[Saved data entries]
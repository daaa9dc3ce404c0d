//! Published version snapshots and the publish transaction.

use chrono::{DateTime, Utc};
use rusqlite::{Connection, OptionalExtension, params};
use shiftdesk_core::error::{Result, ShiftdeskError};
use shiftdesk_core::types::{
    Schedule, ScheduleStatus, ScheduleVersion, SlotWithAssignments, VersionSnapshot,
};
use std::collections::HashMap;

use crate::db::{ShiftDb, col_utc, db_err, load_schedule, now_rfc3339};
use crate::directory::employee_names;
use crate::schedules::load_slots_with_assignments;

/// Everything a publish needs, read inside one transaction.
#[derive(Debug, Clone)]
pub struct PublishState {
    pub schedule: Schedule,
    pub slots: Vec<SlotWithAssignments>,
    /// Most recent version, `None` before the first publish.
    pub previous: Option<ScheduleVersion>,
    /// Snapshot of the current rows.
    pub current: VersionSnapshot,
    /// employee id → display name.
    pub employee_names: HashMap<String, String>,
}

impl PublishState {
    pub fn is_first_publish(&self) -> bool {
        self.previous.is_none()
    }

    /// Snapshot to diff against; empty before the first publish.
    pub fn baseline(&self) -> VersionSnapshot {
        self.previous
            .as_ref()
            .map(|v| v.snapshot.clone())
            .unwrap_or_default()
    }

    pub fn next_version(&self) -> u32 {
        self.previous.as_ref().map_or(1, |v| v.version + 1)
    }
}

impl ShiftDb {
    /// Snapshot the schedule, run `f` over the state, then write version N+1
    /// and flip the status to PUBLISHED.
    ///
    /// All of it is one transaction: if `f` or any write fails, no version is
    /// recorded and the status is left as it was.
    pub fn publish<T>(
        &self,
        org_id: &str,
        schedule_id: &str,
        f: impl FnOnce(&PublishState) -> Result<T>,
    ) -> Result<(ScheduleVersion, T)> {
        let (version, out) = self.write(|conn| {
            let state = load_publish_state(conn, org_id, schedule_id)?;
            let out = f(&state)?;

            let version = ScheduleVersion {
                schedule_id: state.schedule.id.clone(),
                version: state.next_version(),
                snapshot: state.current,
                created_at: Utc::now(),
            };
            conn.execute(
                "INSERT INTO schedule_versions (schedule_id, version, slot_snapshot, created_at)
                 VALUES (?1,?2,?3,?4)",
                params![
                    version.schedule_id,
                    version.version,
                    version.snapshot.to_json()?,
                    version.created_at.to_rfc3339(),
                ],
            )
            .map_err(db_err("Insert version"))?;
            conn.execute(
                "UPDATE schedules SET status=?1, updated_at=?2 WHERE id=?3",
                params![ScheduleStatus::Published.as_str(), now_rfc3339(), version.schedule_id],
            )
            .map_err(db_err("Update status"))?;
            Ok((version, out))
        })?;

        tracing::info!(
            "📣 Schedule {} published as v{} ({} slots)",
            version.schedule_id,
            version.version,
            version.snapshot.slots.len()
        );
        Ok((version, out))
    }

    /// The same consistent read `publish` performs, with no writes.
    pub fn publish_preview(&self, org_id: &str, schedule_id: &str) -> Result<PublishState> {
        self.read(|conn| load_publish_state(conn, org_id, schedule_id))
    }

    pub fn latest_version(&self, org_id: &str, schedule_id: &str) -> Result<Option<ScheduleVersion>> {
        self.read(|conn| {
            load_schedule(conn, org_id, schedule_id)?;
            latest_version(conn, schedule_id)
        })
    }

    /// Every version of the schedule, oldest first.
    pub fn list_versions(&self, org_id: &str, schedule_id: &str) -> Result<Vec<ScheduleVersion>> {
        self.read(|conn| {
            load_schedule(conn, org_id, schedule_id)?;
            let mut stmt = conn
                .prepare(
                    "SELECT schedule_id, version, slot_snapshot, created_at FROM schedule_versions
                     WHERE schedule_id=?1 ORDER BY version",
                )
                .map_err(db_err("Prepare"))?;
            let rows = stmt
                .query_map(params![schedule_id], raw_version)
                .map_err(db_err("Query versions"))?
                .collect::<rusqlite::Result<Vec<_>>>()
                .map_err(db_err("Read versions"))?;
            rows.into_iter().map(RawVersion::decode).collect()
        })
    }
}

fn load_publish_state(conn: &Connection, org_id: &str, schedule_id: &str) -> Result<PublishState> {
    let schedule = load_schedule(conn, org_id, schedule_id)?;
    let slots = load_slots_with_assignments(conn, &schedule.id)?;
    let previous = latest_version(conn, &schedule.id)?;
    let current = VersionSnapshot::from_slots(&slots);
    let employee_names = employee_names(conn, org_id)?;
    Ok(PublishState {
        schedule,
        slots,
        previous,
        current,
        employee_names,
    })
}

/// Row as stored; the snapshot JSON is validated in [`RawVersion::decode`].
struct RawVersion {
    schedule_id: String,
    version: u32,
    snapshot: String,
    created_at: DateTime<Utc>,
}

impl RawVersion {
    fn decode(self) -> Result<ScheduleVersion> {
        let snapshot = VersionSnapshot::from_json(&self.snapshot).map_err(|e| {
            ShiftdeskError::Database(format!(
                "version {} of schedule {}: {e}",
                self.version, self.schedule_id
            ))
        })?;
        Ok(ScheduleVersion {
            schedule_id: self.schedule_id,
            version: self.version,
            snapshot,
            created_at: self.created_at,
        })
    }
}

fn raw_version(row: &rusqlite::Row) -> rusqlite::Result<RawVersion> {
    Ok(RawVersion {
        schedule_id: row.get(0)?,
        version: row.get(1)?,
        snapshot: row.get(2)?,
        created_at: col_utc(row, 3)?,
    })
}

fn latest_version(conn: &Connection, schedule_id: &str) -> Result<Option<ScheduleVersion>> {
    conn.query_row(
        "SELECT schedule_id, version, slot_snapshot, created_at FROM schedule_versions
         WHERE schedule_id=?1 ORDER BY version DESC LIMIT 1",
        params![schedule_id],
        raw_version,
    )
    .optional()
    .map_err(db_err("Latest version"))?
    .map(RawVersion::decode)
    .transpose()
}

#[cfg(test)]
mod tests {
    use super::*;
    use chrono::NaiveDate;
    use shiftdesk_core::types::{
        AvailabilityTemplate, Employee, Interval, NewSlot, Organization, ScheduleSettings,
    };
    use std::path::PathBuf;

    const ORG: &str = "org-a";

    fn seeded() -> (ShiftDb, Schedule) {
        let db = ShiftDb::open(&PathBuf::from(":memory:")).unwrap();
        db.upsert_organization(&Organization {
            id: ORG.into(),
            name: "Acme".into(),
        })
        .unwrap();
        db.upsert_employee(&Employee {
            id: "e1".into(),
            org_id: ORG.into(),
            user_id: None,
            display_name: "Ada".into(),
            role: None,
            default_weekly_hours: 40.0,
            availability: AvailabilityTemplate::default(),
            active: true,
        })
        .unwrap();
        let schedule = db
            .create_schedule(
                ORG,
                NaiveDate::from_ymd_opt(2024, 6, 3).unwrap(),
                None,
                ScheduleSettings::default(),
            )
            .unwrap();
        let slot = db
            .create_slot(
                ORG,
                &NewSlot {
                    schedule_id: schedule.id.clone(),
                    interval: Interval::parse("2024-06-03T09:00", "2024-06-03T17:00").unwrap(),
                    position: None,
                    required_count: 1,
                    min_count: None,
                    max_count: None,
                },
            )
            .unwrap();
        db.assign_employee(ORG, &slot.id, "e1", None).unwrap();
        (db, schedule)
    }

    #[test]
    fn test_publish_increments_versions() {
        let (db, schedule) = seeded();
        let (v1, first) = db
            .publish(ORG, &schedule.id, |s| Ok(s.is_first_publish()))
            .unwrap();
        assert_eq!(v1.version, 1);
        assert!(first);
        assert_eq!(
            db.get_schedule(ORG, &schedule.id).unwrap().status,
            ScheduleStatus::Published
        );

        let (v2, first) = db
            .publish(ORG, &schedule.id, |s| Ok(s.is_first_publish()))
            .unwrap();
        assert_eq!(v2.version, 2);
        assert!(!first);
        assert_eq!(v2.snapshot, v1.snapshot);

        let all = db.list_versions(ORG, &schedule.id).unwrap();
        assert_eq!(all.iter().map(|v| v.version).collect::<Vec<_>>(), vec![1, 2]);
        assert_eq!(db.latest_version(ORG, &schedule.id).unwrap().unwrap().version, 2);
    }

    #[test]
    fn test_failed_publish_leaves_state_untouched() {
        let (db, schedule) = seeded();
        let res: Result<(ScheduleVersion, ())> = db.publish(ORG, &schedule.id, |_| {
            Err(ShiftdeskError::validation("diff failed"))
        });
        assert!(res.is_err());
        assert!(db.latest_version(ORG, &schedule.id).unwrap().is_none());
        assert_eq!(
            db.get_schedule(ORG, &schedule.id).unwrap().status,
            ScheduleStatus::Draft
        );
    }

    #[test]
    fn test_corrupt_snapshot_is_rejected_on_read() {
        let (db, schedule) = seeded();
        db.lock()
            .unwrap()
            .execute(
                "INSERT INTO schedule_versions (schedule_id, version, slot_snapshot, created_at)
                 VALUES (?1, 1, '{\"schema\":1,\"slots\":{\"x\":{\"extra\":true}}}', ?2)",
                params![schedule.id, now_rfc3339()],
            )
            .unwrap();
        assert!(matches!(
            db.latest_version(ORG, &schedule.id),
            Err(ShiftdeskError::Database(_))
        ));
    }

    #[test]
    fn test_preview_writes_nothing() {
        let (db, schedule) = seeded();
        let state = db.publish_preview(ORG, &schedule.id).unwrap();
        assert!(state.is_first_publish());
        assert_eq!(state.current.slots.len(), 1);
        assert_eq!(state.employee_names["e1"], "Ada");
        assert!(db.list_versions(ORG, &schedule.id).unwrap().is_empty());
    }
}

* Required work *
Write out the records exactly, starting at the first line and stopping after the line that contains "use std::collections::HashMap;".

* Result of the task *
repository daaa9dc3ce404c0d
//! Published version snapshots and the publish transaction.

use chrono::{DateTime, Utc};
use rusqlite::{Connection, OptionalExtension, params};
use shiftdesk_core::error::{Result, ShiftdeskError};
use shiftdesk_core::types::{
    Schedule, ScheduleStatus, ScheduleVersion, SlotWithAssignments, VersionSnapshot,
};
use std::collections::HashMap;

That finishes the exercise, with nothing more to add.